# Breakfast?



## buggy (May 27, 2010)

What do you usually eat for breakfast?

I usually start with a bowl of plain oatmeal. Never liked the taste but really nutritious and good for health.


----------



## Montanablue (May 27, 2010)

I mix it up, otherwise I get bored. I rotate:

- oatmeal w/ fruit mixed in
- home-made granola
- corn tortilla w/ avacado
- scrambled eggs with black beans
- pop tarts (I try to avoid these, because they're not exactly a healthy way to start the day, but sometimes I have a craving)


----------



## Wayne (May 27, 2010)

buggy said:


> What do you usually eat for breakfast?
> 
> I usually start with a bowl of plain oatmeal. Never liked the taste but really nutritious and good for health.


 
You're just not fixing it up right. Add a spot of butter, some brown sugar, raisins and walnuts (or pecans).


----------



## SarahM (May 27, 2010)

Oatmeal with brown sugar, hashbrowns, and toast. Sometimes pancakes with strawberries. I find those to be really filling.


----------



## VictorBravo (May 27, 2010)

Toast, Andouile sausage, cheese, lately an orange because all my canned plums ran out, and a stout cup of Medaglia d'Oro because it's cheap.


----------



## AThornquist (May 27, 2010)

Fruit, a protein (eggs, protein shake, left-over meat), and salad; also I usually have a dairy either then, such as milk with the protein shake, or have dairy later in the day. I sometimes also add toast, a tortilla, or some other grain. And water.


----------



## kvanlaan (May 27, 2010)

Bacon (sometimes), eggs (scrambled, fried, boiled), milk. Sometimes oatmeal. Sometimes french bread. Eggs play a large part in our diet because we have 50 laying hens. Perfect eggs are sold, cracked eggs are 'family' eggs. We get lots of 'family eggs' (rich, orange yolks that sit way up on the whites - mmmmm).


----------



## buggy (May 27, 2010)

In my unhealthy days I always visited McD. It's either hotcakes or a filet-O (still like that!). 

Now there'll be no such thing.


----------



## TheDow (May 27, 2010)

I usually have a scrambled egg quesadilla. (Scramble one egg w/ salsa, cook to nice half-circle, 1 whole wheat tortilla, sharp cheddar.)

On weekends, however, our morning permits us to make steel-cut oatmeal. For those who find they don't like rolled oats, I would tend to agree. Rolled oats have been cooked some and rolled flat. The oats lose a lot of their natural sweetness and nutrition when rolled, which is sad. Steel cut oats take about 40 minutes to make, but require little addition, except maybe a tad of sweetener. They make a tremendous breakfast porridge. (Sometimes steel cut oats are called Irish or Scottish oatmeal/oats.)

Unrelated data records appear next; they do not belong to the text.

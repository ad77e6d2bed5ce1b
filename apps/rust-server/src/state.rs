// SPDX-License-Identifier: AGPL-3.0-or-later
//
// Copyright (C) 2026 Relational Network

use std::sync::Arc;

use crate::auth::{HttpKeyProvider, TokenVerifier, VerificationError};
use crate::config::AppConfig;

#[derive(Clone)]
pub struct AppState {
    pub config: Arc<AppConfig>,
    pub verifier: Arc<TokenVerifier>,
}

impl AppState {
    pub fn new(config: AppConfig, verifier: TokenVerifier) -> Self {
        Self {
            config: Arc::new(config),
            verifier: Arc::new(verifier),
        }
    }

    /// Build the state for a running server: an HTTP JWKS provider wrapped in
    /// the configured key-set policy.
    pub fn from_config(config: AppConfig) -> Result<Self, VerificationError> {
        let http = HttpKeyProvider::new(&config.jwks_url, config.jwks_fetch_timeout)?;
        let keys = config.jwks_policy.provider(http);
        let verifier = TokenVerifier::new(config.verifier_settings(), keys);
        Ok(Self::new(config, verifier))
    }
}

#[cfg(test)]
mod tests {
    use super::*;
    use crate::auth::KeySetPolicy;
    use std::time::Duration;

    #[test]
    fn from_config_wires_verifier_settings() {
        let config = AppConfig::for_tests();
        let state = AppState::from_config(config).unwrap();

        assert_eq!(state.verifier.settings().audience, "client1");
        assert_eq!(state.verifier.settings().issuer, "https://idp.example");
    }

    #[test]
    fn from_config_accepts_cached_policy() {
        let mut config = AppConfig::for_tests();
        config.jwks_policy = KeySetPolicy::Cached {
            ttl: Duration::from_secs(300),
        };
        assert!(AppState::from_config(config).is_ok());
    }
}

To do two servings, this is what we do (preparation courtesy of Alton Brown of Good Eats/Iron Chef fame):

Take 1/2 cup oats, and toast over medium heat with a little butter/margarine. When these start to smell nutty, they're done. No more than 3-4 minutes. You don't want to brown them.

At the same time you start the oats, heat up 1 1/2 cups of water to a boil. Easiest to use an electric kettle. If you don't have an electric kettle, start the water a little early so you don't toast the oats too long.

Turn the heat on the oats to low and pour the water into them. It'll make a bit of a fuss, but it'll quickly settle down. Cover and cook for 25 minutes.

At the 25 minute mark, add 1/2 cup milk, raise heat to medium and simmer to desired consistency, stirring frequently. (If you don't stir, a skin will form on top of the porridge. It won't hurt you, but I don't like it, myself.) Takes us 5-7 minutes, give or take.

My wife adds a spoonful of brown sugar, and I use sugar-free maple syrup for sweetening. The oats, when not rolled, make such a rich, hearty porridge. Alton Brown, cooking guru, says it's like a breakfast risotto, and I would agree.  We serve with whole wheat toast.


----------



## AThornquist (May 27, 2010)

So Chris - when's breakfast?


----------



## JM (May 27, 2010)

buggy said:


> What do you usually eat for breakfast?
> 
> I usually start with a bowl of plain oatmeal. Never liked the taste but really nutritious and good for health.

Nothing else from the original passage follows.